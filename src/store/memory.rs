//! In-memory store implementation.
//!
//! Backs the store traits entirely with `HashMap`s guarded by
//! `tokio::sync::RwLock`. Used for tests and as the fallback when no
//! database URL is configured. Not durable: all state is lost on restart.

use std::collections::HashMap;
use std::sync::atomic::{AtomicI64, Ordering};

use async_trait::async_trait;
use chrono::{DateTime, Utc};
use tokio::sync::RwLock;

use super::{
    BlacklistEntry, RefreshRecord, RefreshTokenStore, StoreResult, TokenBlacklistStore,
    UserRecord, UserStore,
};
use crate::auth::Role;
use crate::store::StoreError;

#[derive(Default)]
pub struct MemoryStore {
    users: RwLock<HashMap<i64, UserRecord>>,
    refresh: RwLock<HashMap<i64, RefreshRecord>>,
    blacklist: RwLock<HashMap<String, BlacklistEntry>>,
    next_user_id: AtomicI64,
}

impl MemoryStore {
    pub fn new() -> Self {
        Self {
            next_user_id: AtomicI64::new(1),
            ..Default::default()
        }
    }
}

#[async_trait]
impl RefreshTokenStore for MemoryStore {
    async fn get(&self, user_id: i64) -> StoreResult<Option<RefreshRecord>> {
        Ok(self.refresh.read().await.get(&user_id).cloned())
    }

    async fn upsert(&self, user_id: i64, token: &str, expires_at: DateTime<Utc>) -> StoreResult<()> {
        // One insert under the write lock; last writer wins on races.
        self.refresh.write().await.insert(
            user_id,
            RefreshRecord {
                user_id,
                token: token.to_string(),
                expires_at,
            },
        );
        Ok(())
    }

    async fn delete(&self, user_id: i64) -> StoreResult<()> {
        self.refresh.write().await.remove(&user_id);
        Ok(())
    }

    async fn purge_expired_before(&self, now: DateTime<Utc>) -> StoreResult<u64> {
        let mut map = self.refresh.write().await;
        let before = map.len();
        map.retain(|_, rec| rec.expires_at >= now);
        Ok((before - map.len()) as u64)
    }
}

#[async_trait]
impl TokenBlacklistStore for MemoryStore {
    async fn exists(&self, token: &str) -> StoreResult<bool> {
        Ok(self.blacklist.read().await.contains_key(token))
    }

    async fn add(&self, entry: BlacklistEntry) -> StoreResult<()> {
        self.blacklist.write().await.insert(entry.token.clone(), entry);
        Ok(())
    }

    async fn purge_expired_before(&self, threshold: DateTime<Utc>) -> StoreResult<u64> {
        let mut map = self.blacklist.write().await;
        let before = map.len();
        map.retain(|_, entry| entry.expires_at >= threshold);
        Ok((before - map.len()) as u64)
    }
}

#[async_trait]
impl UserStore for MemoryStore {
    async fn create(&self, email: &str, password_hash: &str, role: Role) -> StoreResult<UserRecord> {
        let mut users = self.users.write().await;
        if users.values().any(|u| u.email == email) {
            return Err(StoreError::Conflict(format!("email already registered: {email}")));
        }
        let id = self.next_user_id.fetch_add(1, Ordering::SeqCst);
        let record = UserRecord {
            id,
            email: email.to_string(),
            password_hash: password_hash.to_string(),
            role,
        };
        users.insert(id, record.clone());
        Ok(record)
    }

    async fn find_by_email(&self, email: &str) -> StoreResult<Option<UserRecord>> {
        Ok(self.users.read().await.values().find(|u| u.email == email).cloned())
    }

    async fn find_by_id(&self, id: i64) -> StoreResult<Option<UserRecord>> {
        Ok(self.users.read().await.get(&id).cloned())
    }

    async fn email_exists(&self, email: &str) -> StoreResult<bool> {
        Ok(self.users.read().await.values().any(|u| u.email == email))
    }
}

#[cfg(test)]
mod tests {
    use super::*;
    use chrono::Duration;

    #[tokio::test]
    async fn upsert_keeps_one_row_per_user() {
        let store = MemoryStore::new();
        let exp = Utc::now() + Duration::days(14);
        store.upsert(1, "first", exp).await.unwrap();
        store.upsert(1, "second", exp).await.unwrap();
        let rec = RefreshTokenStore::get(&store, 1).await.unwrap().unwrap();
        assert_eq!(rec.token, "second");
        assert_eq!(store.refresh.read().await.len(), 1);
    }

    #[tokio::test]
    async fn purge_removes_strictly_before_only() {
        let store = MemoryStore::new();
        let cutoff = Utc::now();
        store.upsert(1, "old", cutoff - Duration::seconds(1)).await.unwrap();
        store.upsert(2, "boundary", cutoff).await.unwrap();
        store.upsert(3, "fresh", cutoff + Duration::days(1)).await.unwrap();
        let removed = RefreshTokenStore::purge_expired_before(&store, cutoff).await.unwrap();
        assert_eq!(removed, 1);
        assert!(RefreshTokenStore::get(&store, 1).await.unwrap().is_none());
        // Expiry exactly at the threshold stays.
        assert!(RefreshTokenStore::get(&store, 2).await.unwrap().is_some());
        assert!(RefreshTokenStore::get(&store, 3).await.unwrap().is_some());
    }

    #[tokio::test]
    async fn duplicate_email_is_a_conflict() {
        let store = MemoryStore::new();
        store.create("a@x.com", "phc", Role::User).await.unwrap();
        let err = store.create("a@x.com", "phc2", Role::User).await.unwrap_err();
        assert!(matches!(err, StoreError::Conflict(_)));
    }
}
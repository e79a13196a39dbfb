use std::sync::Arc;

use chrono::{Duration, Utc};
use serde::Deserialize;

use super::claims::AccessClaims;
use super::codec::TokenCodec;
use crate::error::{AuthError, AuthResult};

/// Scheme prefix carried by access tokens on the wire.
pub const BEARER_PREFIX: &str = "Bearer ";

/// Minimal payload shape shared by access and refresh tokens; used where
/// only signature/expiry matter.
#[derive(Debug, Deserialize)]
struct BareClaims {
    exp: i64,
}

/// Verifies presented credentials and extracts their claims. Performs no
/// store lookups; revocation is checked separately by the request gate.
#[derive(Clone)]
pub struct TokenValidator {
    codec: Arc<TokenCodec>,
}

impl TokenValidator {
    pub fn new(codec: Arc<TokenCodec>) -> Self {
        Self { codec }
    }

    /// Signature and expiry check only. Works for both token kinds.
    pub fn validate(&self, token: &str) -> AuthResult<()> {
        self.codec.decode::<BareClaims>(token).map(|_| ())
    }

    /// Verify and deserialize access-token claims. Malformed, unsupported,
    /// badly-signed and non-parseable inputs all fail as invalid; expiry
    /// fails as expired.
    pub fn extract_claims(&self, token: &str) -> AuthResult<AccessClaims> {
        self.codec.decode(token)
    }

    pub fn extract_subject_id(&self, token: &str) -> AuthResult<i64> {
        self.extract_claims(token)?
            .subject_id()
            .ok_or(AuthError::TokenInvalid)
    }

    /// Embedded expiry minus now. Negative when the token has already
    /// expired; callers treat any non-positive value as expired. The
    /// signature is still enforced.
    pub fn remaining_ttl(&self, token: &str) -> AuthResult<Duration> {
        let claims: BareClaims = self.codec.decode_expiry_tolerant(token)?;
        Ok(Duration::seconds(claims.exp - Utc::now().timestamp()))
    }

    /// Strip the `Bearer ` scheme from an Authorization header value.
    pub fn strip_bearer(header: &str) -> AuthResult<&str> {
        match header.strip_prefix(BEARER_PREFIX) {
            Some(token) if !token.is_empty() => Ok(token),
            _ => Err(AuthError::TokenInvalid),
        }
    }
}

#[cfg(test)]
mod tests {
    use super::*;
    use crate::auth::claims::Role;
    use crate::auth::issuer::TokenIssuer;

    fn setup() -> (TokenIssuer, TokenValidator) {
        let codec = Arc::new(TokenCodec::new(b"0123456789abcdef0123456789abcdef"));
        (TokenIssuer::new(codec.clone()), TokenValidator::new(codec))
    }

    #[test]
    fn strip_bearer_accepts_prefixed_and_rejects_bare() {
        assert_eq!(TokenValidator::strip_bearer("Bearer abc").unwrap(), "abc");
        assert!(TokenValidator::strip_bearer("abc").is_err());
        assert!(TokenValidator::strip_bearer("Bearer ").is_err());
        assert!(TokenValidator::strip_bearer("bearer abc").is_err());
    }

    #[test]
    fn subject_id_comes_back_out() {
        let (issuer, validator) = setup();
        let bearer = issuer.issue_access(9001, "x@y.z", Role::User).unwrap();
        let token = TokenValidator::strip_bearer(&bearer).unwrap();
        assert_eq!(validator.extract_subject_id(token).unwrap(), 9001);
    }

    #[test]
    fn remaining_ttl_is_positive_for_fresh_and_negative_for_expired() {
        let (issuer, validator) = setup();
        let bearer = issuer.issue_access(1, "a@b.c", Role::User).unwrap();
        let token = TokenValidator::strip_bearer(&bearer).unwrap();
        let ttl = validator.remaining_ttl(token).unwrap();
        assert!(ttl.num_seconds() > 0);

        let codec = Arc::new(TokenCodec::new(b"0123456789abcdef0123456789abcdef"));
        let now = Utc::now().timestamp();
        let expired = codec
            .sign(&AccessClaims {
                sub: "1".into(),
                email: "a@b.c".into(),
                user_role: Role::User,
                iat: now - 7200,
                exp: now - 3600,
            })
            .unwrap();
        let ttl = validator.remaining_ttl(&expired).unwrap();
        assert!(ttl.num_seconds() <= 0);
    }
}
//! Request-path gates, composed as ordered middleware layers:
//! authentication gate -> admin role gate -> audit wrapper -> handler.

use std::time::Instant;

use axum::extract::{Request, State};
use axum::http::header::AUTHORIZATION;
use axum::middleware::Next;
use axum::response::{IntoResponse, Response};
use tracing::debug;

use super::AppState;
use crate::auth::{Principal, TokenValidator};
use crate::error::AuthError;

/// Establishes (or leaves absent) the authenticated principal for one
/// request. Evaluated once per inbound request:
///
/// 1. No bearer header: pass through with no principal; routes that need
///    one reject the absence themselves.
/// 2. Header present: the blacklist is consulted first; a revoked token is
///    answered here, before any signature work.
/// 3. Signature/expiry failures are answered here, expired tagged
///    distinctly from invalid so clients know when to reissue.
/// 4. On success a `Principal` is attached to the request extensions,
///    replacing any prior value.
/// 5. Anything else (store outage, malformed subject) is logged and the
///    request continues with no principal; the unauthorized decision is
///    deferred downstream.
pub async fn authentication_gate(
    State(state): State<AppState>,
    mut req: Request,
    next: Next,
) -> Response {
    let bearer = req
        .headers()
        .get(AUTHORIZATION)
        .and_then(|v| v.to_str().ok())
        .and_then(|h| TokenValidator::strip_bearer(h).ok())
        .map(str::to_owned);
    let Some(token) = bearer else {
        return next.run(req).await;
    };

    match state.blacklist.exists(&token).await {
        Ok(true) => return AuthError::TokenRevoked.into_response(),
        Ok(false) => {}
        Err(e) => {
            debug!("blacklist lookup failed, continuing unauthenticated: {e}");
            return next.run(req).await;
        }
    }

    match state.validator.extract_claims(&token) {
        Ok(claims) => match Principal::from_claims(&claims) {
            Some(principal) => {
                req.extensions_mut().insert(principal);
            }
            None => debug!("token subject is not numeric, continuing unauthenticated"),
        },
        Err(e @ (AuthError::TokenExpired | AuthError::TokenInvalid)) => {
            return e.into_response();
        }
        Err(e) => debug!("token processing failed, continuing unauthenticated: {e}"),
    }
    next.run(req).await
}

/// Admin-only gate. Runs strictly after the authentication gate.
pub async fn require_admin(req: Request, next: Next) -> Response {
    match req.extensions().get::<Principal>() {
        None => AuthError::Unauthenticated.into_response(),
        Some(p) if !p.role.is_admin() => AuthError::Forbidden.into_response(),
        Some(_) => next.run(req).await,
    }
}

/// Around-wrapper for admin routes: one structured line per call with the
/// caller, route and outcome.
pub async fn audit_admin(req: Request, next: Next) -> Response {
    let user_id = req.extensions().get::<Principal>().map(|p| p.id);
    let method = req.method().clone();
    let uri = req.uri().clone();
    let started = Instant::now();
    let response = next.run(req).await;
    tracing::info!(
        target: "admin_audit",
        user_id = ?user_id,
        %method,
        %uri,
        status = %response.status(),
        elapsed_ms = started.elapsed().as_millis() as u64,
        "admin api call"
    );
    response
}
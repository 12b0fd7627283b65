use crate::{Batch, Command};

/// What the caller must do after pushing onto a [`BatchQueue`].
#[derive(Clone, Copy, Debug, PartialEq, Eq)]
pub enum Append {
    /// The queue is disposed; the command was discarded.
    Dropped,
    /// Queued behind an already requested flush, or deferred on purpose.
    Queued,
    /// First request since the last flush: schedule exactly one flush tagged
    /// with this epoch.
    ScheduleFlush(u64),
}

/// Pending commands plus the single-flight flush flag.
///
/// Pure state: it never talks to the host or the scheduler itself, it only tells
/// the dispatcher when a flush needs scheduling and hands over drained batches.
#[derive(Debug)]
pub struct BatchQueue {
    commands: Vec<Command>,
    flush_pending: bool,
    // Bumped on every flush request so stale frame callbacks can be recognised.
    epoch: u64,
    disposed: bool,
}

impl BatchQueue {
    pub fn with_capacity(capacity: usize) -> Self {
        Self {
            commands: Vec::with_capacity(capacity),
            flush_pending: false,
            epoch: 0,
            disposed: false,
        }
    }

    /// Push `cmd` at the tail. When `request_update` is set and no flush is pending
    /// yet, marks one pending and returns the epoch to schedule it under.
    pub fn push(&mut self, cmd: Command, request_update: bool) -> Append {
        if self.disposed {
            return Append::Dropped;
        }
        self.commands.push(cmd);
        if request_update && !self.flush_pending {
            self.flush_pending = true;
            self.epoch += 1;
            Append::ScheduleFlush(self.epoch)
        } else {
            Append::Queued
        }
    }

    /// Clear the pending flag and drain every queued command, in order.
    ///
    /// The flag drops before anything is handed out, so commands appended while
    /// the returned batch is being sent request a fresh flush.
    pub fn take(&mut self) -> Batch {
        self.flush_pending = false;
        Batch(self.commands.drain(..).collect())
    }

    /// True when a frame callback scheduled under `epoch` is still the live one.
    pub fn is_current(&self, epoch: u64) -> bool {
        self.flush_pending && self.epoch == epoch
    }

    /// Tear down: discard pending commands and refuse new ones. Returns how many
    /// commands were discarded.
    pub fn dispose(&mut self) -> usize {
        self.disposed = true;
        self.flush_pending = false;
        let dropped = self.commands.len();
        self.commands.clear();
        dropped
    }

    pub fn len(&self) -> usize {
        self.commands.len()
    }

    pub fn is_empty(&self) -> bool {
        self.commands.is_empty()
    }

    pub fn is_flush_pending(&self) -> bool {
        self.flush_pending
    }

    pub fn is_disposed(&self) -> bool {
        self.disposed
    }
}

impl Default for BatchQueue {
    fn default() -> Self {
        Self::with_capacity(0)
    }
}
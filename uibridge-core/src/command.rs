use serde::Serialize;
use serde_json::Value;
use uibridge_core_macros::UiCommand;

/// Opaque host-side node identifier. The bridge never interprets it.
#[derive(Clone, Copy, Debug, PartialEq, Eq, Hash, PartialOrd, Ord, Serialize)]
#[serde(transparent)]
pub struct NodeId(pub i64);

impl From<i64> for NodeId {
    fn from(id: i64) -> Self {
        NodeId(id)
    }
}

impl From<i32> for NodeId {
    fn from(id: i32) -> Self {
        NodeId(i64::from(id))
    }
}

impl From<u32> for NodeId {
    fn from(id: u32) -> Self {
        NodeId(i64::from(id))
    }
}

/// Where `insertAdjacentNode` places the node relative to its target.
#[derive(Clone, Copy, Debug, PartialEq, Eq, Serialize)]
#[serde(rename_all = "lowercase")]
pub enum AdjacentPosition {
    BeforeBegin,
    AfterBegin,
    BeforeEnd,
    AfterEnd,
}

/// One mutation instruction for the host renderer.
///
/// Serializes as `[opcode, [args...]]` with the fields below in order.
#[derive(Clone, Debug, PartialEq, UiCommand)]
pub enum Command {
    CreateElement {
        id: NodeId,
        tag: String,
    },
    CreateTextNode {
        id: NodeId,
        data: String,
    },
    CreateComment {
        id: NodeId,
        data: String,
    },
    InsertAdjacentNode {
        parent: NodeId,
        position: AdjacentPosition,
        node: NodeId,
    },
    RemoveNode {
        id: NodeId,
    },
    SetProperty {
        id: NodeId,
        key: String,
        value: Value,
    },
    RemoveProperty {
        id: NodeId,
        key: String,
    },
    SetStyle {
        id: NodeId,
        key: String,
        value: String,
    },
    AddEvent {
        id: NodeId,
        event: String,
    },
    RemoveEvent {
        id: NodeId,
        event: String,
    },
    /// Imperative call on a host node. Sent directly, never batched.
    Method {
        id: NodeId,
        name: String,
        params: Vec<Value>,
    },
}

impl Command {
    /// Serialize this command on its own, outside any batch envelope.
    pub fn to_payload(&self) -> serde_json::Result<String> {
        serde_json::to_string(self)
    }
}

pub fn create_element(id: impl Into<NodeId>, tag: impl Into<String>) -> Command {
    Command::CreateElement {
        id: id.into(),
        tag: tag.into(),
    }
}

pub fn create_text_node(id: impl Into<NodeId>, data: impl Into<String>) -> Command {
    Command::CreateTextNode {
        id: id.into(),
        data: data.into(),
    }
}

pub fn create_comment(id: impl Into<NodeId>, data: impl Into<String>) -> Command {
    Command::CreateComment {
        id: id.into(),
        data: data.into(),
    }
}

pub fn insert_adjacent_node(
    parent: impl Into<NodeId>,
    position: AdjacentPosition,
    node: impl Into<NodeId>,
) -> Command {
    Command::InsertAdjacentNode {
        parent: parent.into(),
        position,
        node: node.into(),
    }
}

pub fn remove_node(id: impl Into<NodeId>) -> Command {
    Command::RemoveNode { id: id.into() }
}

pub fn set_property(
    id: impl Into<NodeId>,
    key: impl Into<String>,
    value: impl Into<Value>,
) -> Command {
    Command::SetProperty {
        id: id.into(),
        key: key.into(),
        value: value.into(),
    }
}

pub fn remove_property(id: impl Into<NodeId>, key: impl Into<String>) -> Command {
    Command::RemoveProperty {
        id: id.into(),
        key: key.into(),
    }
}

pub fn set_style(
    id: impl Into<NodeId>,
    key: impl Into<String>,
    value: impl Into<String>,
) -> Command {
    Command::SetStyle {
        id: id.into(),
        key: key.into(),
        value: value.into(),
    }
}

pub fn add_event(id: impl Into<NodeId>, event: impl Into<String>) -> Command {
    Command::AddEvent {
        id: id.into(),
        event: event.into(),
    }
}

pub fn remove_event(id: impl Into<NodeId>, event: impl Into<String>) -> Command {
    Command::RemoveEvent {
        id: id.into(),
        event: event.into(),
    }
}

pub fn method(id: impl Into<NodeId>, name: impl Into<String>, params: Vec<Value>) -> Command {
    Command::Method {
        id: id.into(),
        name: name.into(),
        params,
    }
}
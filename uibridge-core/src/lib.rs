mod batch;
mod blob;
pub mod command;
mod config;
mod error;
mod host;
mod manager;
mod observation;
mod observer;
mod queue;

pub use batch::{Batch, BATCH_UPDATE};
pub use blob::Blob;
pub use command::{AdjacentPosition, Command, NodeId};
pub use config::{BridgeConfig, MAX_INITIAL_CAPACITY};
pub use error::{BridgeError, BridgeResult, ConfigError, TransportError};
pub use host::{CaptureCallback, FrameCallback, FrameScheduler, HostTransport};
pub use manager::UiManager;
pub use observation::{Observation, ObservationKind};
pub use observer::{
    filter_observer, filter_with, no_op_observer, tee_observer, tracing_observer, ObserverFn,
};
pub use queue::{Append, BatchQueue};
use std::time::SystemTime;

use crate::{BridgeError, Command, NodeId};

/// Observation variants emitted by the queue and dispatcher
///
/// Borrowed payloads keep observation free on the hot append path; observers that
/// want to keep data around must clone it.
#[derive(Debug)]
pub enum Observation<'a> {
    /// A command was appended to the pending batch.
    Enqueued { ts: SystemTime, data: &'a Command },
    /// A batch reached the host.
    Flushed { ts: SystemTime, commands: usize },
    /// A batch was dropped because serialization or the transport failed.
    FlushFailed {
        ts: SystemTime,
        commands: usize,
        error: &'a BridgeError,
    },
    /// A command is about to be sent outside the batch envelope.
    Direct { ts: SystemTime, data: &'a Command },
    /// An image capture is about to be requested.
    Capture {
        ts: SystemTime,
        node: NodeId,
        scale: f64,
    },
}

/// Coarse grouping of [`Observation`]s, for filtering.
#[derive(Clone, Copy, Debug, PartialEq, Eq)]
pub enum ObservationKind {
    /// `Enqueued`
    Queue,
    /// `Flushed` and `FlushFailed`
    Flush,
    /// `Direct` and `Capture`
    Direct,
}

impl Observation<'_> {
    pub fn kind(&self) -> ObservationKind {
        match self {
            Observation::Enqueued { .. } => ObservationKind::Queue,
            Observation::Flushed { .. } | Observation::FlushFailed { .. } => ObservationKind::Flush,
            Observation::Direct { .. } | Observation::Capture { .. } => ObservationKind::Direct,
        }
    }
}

──────────

**PROBLEM STATEMENT**
Show the lines of the records that contain the word "discarded".

**WRITTEN RESPONSE**
    /// The queue is disposed; the command was discarded.
    /// commands were discarded.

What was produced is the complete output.